No such luck Lou, saw a shooter with I'm guessing 16" spread unknown points at about 150yrds eating with a doe in some thick brush across the fence on my neighbors place. Like you and JDubya said everybody was shooting except us 3 and my old man. I've never heard so many shots so close to me in the almost 20 years I've hunted there. I really got the blues Sunday morning when I could here ducks buzzing my deer blind headed to the other neighbors pond 60 yards from me. Hey, that's why it's called hunting. 
As far as the deer goes y'all's pics look pretty close but all nice deer. Like I said that's te biggest I've ever had on camera


----------



## Mongo45 (Aug 3, 2013)

Well men? Anyone's luck ever turn? I know I've talked to a few of ya and its been rather disappointing thus far. Im headed down tomorrow after lunch to give it another go. These city bucks are chasing does hard here at home which is about a month late so I've got high hopes for the weekend. Happy hunting everyone


----------



## SSST (Jun 9, 2011)

Real slow around these parts, don't see it getting much better anytime soon, rut is over and acorns are aplenty, good luck tho!


----------



## Mongo45 (Aug 3, 2013)

SSST said:


> Real slow around these parts, don't see it getting much better anytime soon, rut is over and acorns are aplenty, good luck tho!

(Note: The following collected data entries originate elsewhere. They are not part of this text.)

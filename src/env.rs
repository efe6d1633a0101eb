//! The request environment: the gateway-contract mapping passed to the
//! application callable, plus `wsgi.input`/`wsgi.errors`, the two objects
//! backed by the connection's buffered socket file.

use std::cell::RefCell;
use std::rc::Rc;

use bytes::Bytes;
use tokio::io::{AsyncRead, AsyncWrite};

use crate::io::BufferedIo;
use crate::method::Method;
use crate::version::HttpVersion;

/// `wsgi.input`: a readable stream over the request body, backed by the
/// same buffered socket file the worker reads requests off of. Shared
/// ownership (`Rc<RefCell<_>>`) lets one socket object do double duty as
/// both the request-line reader and the body stream — there is exactly
/// one task per connection, so no concurrent borrow can occur except the
/// deliberate HEAD-mode drain task, which only ever touches this object,
/// never the socket directly.
pub struct WsgiInput<T> {
    io: Rc<RefCell<BufferedIo<T>>>,
}

impl<T> Clone for WsgiInput<T> {
    fn clone(&self) -> Self {
        WsgiInput {
            io: Rc::clone(&self.io),
        }
    }
}

impl<T> WsgiInput<T>
where
    T: AsyncRead + AsyncWrite + Unpin,
{
    pub(crate) fn new(io: Rc<RefCell<BufferedIo<T>>>) -> WsgiInput<T> {
        WsgiInput { io }
    }

    pub async fn read(&self, n: Option<usize>) -> std::io::Result<Bytes> {
        self.io.borrow_mut().read(n).await
    }

    pub async fn read_line(&self) -> std::io::Result<Bytes> {
        self.io.borrow_mut().read_line().await
    }

    /// Repeatedly calls `read_line` until it returns empty, per the
    /// resolution of the readline-vs-readlines open question.
    pub async fn read_lines(&self) -> std::io::Result<Vec<Bytes>> {
        let mut out = Vec::new();
        loop {
            let line = self.read_line().await?;
            if line.is_empty() {
                return Ok(out);
            }
            out.push(line);
        }
    }

    /// Pull-based line iteration (the gateway contract's `__iter__`/`next`
    /// over `wsgi.input`), exposed as an explicit async method rather than
    /// the synchronous `Iterator` trait since each step may suspend on I/O.
    /// Returns `None` once `read_line` yields an empty chunk.
    pub async fn next_line(&self) -> std::io::Result<Option<Bytes>> {
        let line = self.read_line().await?;
        Ok(if line.is_empty() { None } else { Some(line) })
    }

    pub async fn discard_to_read_limit(&self) -> std::io::Result<()> {
        self.io.borrow_mut().discard_to_read_limit().await
    }
}

/// `wsgi.errors`: a write-only sink for application-level error output,
/// routed through the structured logging facade at debug level.
#[derive(Clone, Copy, Default)]
pub struct WsgiErrors {
    _private: (),
}

impl WsgiErrors {
    pub fn write(&self, data: &[u8]) {
        match std::str::from_utf8(data) {
            Ok(s) => tracing::debug!(target: "wsgi.errors", "{}", s),
            Err(_) => tracing::debug!(target: "wsgi.errors", bytes = data.len(), "non-utf8 error output"),
        }
    }

    pub fn writelines(&self, lines: &[&[u8]]) {
        for line in lines {
            self.write(line);
        }
    }

    /// No-op: output goes straight through the logging facade, which has
    /// no separate buffer to flush.
    pub fn flush(&self) {}
}

/// The gateway-version tuple advertised as `wsgi.version`.
pub const WSGI_VERSION: (u32, u32) = (1, 0);

/// Fields shared by every request on every connection: everything the
/// accept dispatcher knows before any byte of any individual request has
/// been read.
#[derive(Clone, Debug)]
pub struct DefaultEnv {
    pub server_port: u16,
    pub server_addr: String,
    pub server_name: String,
    pub server_software: String,
    pub url_scheme: &'static str,
    pub https: bool,
}

/// The full per-request environment. Fully owned (no borrowed lifetimes):
/// every request gets a fresh value built from the cloned `DefaultEnv`.
pub struct Env<T> {
    pub request_method: Method,
    pub server_protocol: HttpVersion,
    pub script_name: &'static str,
    pub path_info: String,
    pub query_string: String,

    pub server_port: u16,
    pub server_addr: String,
    pub server_name: String,
    pub server_software: String,

    pub remote_addr: String,
    pub remote_host: String,
    pub remote_port: u16,

    pub content_length: Option<u64>,
    pub content_type: Option<String>,
    pub https: bool,

    /// Remaining headers as `(HTTP_<NAME>, value)` pairs.
    pub extra_headers: Vec<(String, String)>,

    pub wsgi_version: (u32, u32),
    pub wsgi_multithread: bool,
    pub wsgi_multiprocess: bool,
    pub wsgi_run_once: bool,
    pub wsgi_url_scheme: &'static str,
    pub wsgi_errors: WsgiErrors,
    pub wsgi_input: WsgiInput<T>,
}

impl<T> Env<T>
where
    T: AsyncRead + AsyncWrite + Unpin,
{
    pub fn header(&self, name_upper_with_underscores: &str) -> Option<&str> {
        self.extra_headers
            .iter()
            .find(|(k, _)| k == name_upper_with_underscores)
            .map(|(_, v)| v.as_str())
    }
}
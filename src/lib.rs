//! coro-wsgi is a single-threaded, cooperatively scheduled HTTP/1.x server
//! that drives application callables through a WSGI-style gateway
//! contract: a request environment in, a status line plus headers via a
//! `start_response` callback, and a lazily-produced body out.
//!
//! The crate assumes a single-threaded cooperative runtime ([`rt`]) and
//! does not lock per-connection state: each accepted connection is owned
//! by exactly one worker task for its whole lifetime.
//!
//! # Example
//!
//! ```no_run
//! use std::net::SocketAddr;
//! use coro_wsgi::{Body, Env, ServerConfig, StartResponse};
//!
//! async fn hello(
//!     _env: Env<tokio::net::TcpStream>,
//!     start_response: StartResponse<tokio::net::TcpStream>,
//! ) -> coro_wsgi::Result<Body> {
//!     start_response
//!         .start_response("200 OK", vec![("Content-Type".into(), "text/plain".into())])
//!         .await?;
//!     Ok(Body::from_static(b"hello"))
//! }
//!
//! # async fn run() -> coro_wsgi::Result<()> {
//! let addr: SocketAddr = "127.0.0.1:8080".parse().unwrap();
//! let config = ServerConfig::builder(addr).build();
//! coro_wsgi::serve(config, hello).await
//! # }
//! ```

mod date;
mod env;
mod error;
mod header;
mod io;
mod method;
mod parse;
mod response;
pub mod rt;
mod server;
mod version;
mod worker;

pub use crate::env::{DefaultEnv, Env, WsgiErrors, WsgiInput};
pub use crate::error::{Error, Result};
pub use crate::io::{BufferedIo, ReadLimit, WriteMode};
pub use crate::method::Method;
pub use crate::response::{Application, Body, BoxFuture, ResponseWriter, StartResponse};
pub use crate::rt::{run_local, LocalScheduler, Scheduler};
pub use crate::server::{serve, Listener, ServerConfig, ServerConfigBuilder};
pub use crate::version::HttpVersion;
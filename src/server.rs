//! The accept dispatcher: binds a listening socket, spawns one worker task
//! per accepted connection, and the `ServerConfig`/builder pair describing
//! how it does so.

use std::net::SocketAddr;
use std::rc::Rc;

use socket2::{Domain, Socket, Type};
use tokio::net::TcpListener;

use crate::env::DefaultEnv;
use crate::error::{Error, Result};
use crate::response::Application;
use crate::rt::{LocalScheduler, Scheduler};
use crate::worker::serve_connection;

/// Default size of the header block the parser accepts before closing the
/// connection; see [`crate::parse::MAX_HEADER_BYTES`].
pub const DEFAULT_MAX_HEADER_BYTES: usize = crate::parse::MAX_HEADER_BYTES;

/// Immutable listener configuration, constructed once at process bootstrap
/// and shared across every accepted connection.
#[derive(Clone, Debug)]
pub struct ServerConfig {
    addr: SocketAddr,
    backlog: u32,
    server_software: String,
    max_header_bytes: usize,
}

impl ServerConfig {
    pub fn builder(addr: SocketAddr) -> ServerConfigBuilder {
        ServerConfigBuilder {
            inner: ServerConfig {
                addr,
                backlog: 100,
                server_software: format!("coro-wsgi/{}", env!("CARGO_PKG_VERSION")),
                max_header_bytes: DEFAULT_MAX_HEADER_BYTES,
            },
        }
    }

    pub fn addr(&self) -> SocketAddr {
        self.addr
    }

    pub fn server_software(&self) -> &str {
        &self.server_software
    }
}

/// Builds a [`ServerConfig`] from a handful of listener knobs.
pub struct ServerConfigBuilder {
    inner: ServerConfig,
}

impl ServerConfigBuilder {
    pub fn backlog(mut self, backlog: u32) -> Self {
        self.inner.backlog = backlog;
        self
    }

    pub fn server_software(mut self, software: impl Into<String>) -> Self {
        self.inner.server_software = software.into();
        self
    }

    pub fn max_header_bytes(mut self, n: usize) -> Self {
        self.inner.max_header_bytes = n;
        self
    }

    pub fn build(self) -> ServerConfig {
        self.inner
    }
}

/// Binds `config.addr` with `SO_REUSEADDR` and the configured backlog.
fn bind_std(config: &ServerConfig) -> Result<std::net::TcpListener> {
    let domain = if config.addr.is_ipv6() {
        Domain::IPV6
    } else {
        Domain::IPV4
    };
    let socket = Socket::new(domain, Type::STREAM, None).map_err(Error::new_listen)?;
    socket.set_reuse_address(true).map_err(Error::new_listen)?;
    socket
        .bind(&config.addr.into())
        .map_err(Error::new_listen)?;
    socket
        .listen(config.backlog as i32)
        .map_err(Error::new_listen)?;
    socket.set_nonblocking(true).map_err(Error::new_listen)?;
    Ok(socket.into())
}

/// A bound, not-yet-serving listener. Splitting bind from the accept loop
/// lets a caller (or a test) observe the actual local address — useful
/// when `config`'s port is `0` and the OS assigns an ephemeral one.
pub struct Listener {
    listener: TcpListener,
    config: ServerConfig,
}

impl Listener {
    pub fn bind(config: ServerConfig) -> Result<Listener> {
        let std_listener = bind_std(&config)?;
        let listener = TcpListener::from_std(std_listener).map_err(Error::new_listen)?;
        Ok(Listener { listener, config })
    }

    pub fn local_addr(&self) -> Result<SocketAddr> {
        self.listener.local_addr().map_err(Error::new_listen)
    }

    /// Accepts connections forever, spawning one worker task per accepted
    /// socket via [`LocalScheduler`]. Returns only on a fatal accept
    /// error, at which point the listener is dropped and no further
    /// connections are served. Must run inside a `tokio::task::LocalSet`.
    pub async fn serve<A>(self, app: A) -> Result<()>
    where
        A: Application<tokio::net::TcpStream> + 'static,
    {
        let local_addr = self.local_addr()?;
        let default_env = DefaultEnv {
            server_port: local_addr.port(),
            server_addr: local_addr.ip().to_string(),
            server_name: local_addr.ip().to_string(),
            server_software: self.config.server_software().to_string(),
            url_scheme: "http",
            https: false,
        };
        let server_software: Rc<str> = Rc::from(self.config.server_software());
        let app = Rc::new(app);
        let scheduler = LocalScheduler;
        let max_header_bytes = self.config.max_header_bytes;

        loop {
            let (socket, peer_addr) = match self.listener.accept().await {
                Ok(pair) => pair,
                Err(err) => {
                    tracing::error!(error = %err, "accept failed, listener exiting");
                    return Err(Error::new_listen(err));
                }
            };
            tracing::trace!(remote.addr = %peer_addr, "connection accepted");

            let app = Rc::clone(&app);
            let default_env = default_env.clone();
            let server_software = Rc::clone(&server_software);
            let scheduler_for_conn = scheduler;

            scheduler.spawn(Box::pin(async move {
                serve_connection(
                    socket,
                    peer_addr,
                    app,
                    default_env,
                    server_software,
                    max_header_bytes,
                    scheduler_for_conn,
                )
                .await;
            }));
        }
    }
}

/// Binds `config.addr` and serves `app` forever. Equivalent to
/// `Listener::bind(config)?.serve(app)`.
pub async fn serve<A>(config: ServerConfig, app: A) -> Result<()>
where
    A: Application<tokio::net::TcpStream> + 'static,
{
    Listener::bind(config)?.serve(app).await
}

HAHA!!! So not much has changed since bow season... Its all good a few cold Shiner's and some campfire will suffice


----------



## SSST (Jun 9, 2011)

I measure deer for the Shiner contest, Lavaca Co. has one giant turned in, and after that it is way down. But, you never know, just enjoy the hunt and whatever happens, happens.


----------



## micklitz (Apr 1, 2011)

I think that this is the buck SSST said was leading the Shiner Big Buck Contest, but from 2012?


----------



## lou5036 (Aug 12, 2005)

Nope been real slow at my place,Havent been hearing any shots near by which is a good thing.I dont think ill try it out again until Thanksgiving weekend.


----------



## SSST (Jun 9, 2011)

Micklitz, it's a long way from Old Moulton to where the 15 pt was killed, which may be a good thing for you, if that buck is still alive, he should be a beast this year.


----------



## micklitz (Apr 1, 2011)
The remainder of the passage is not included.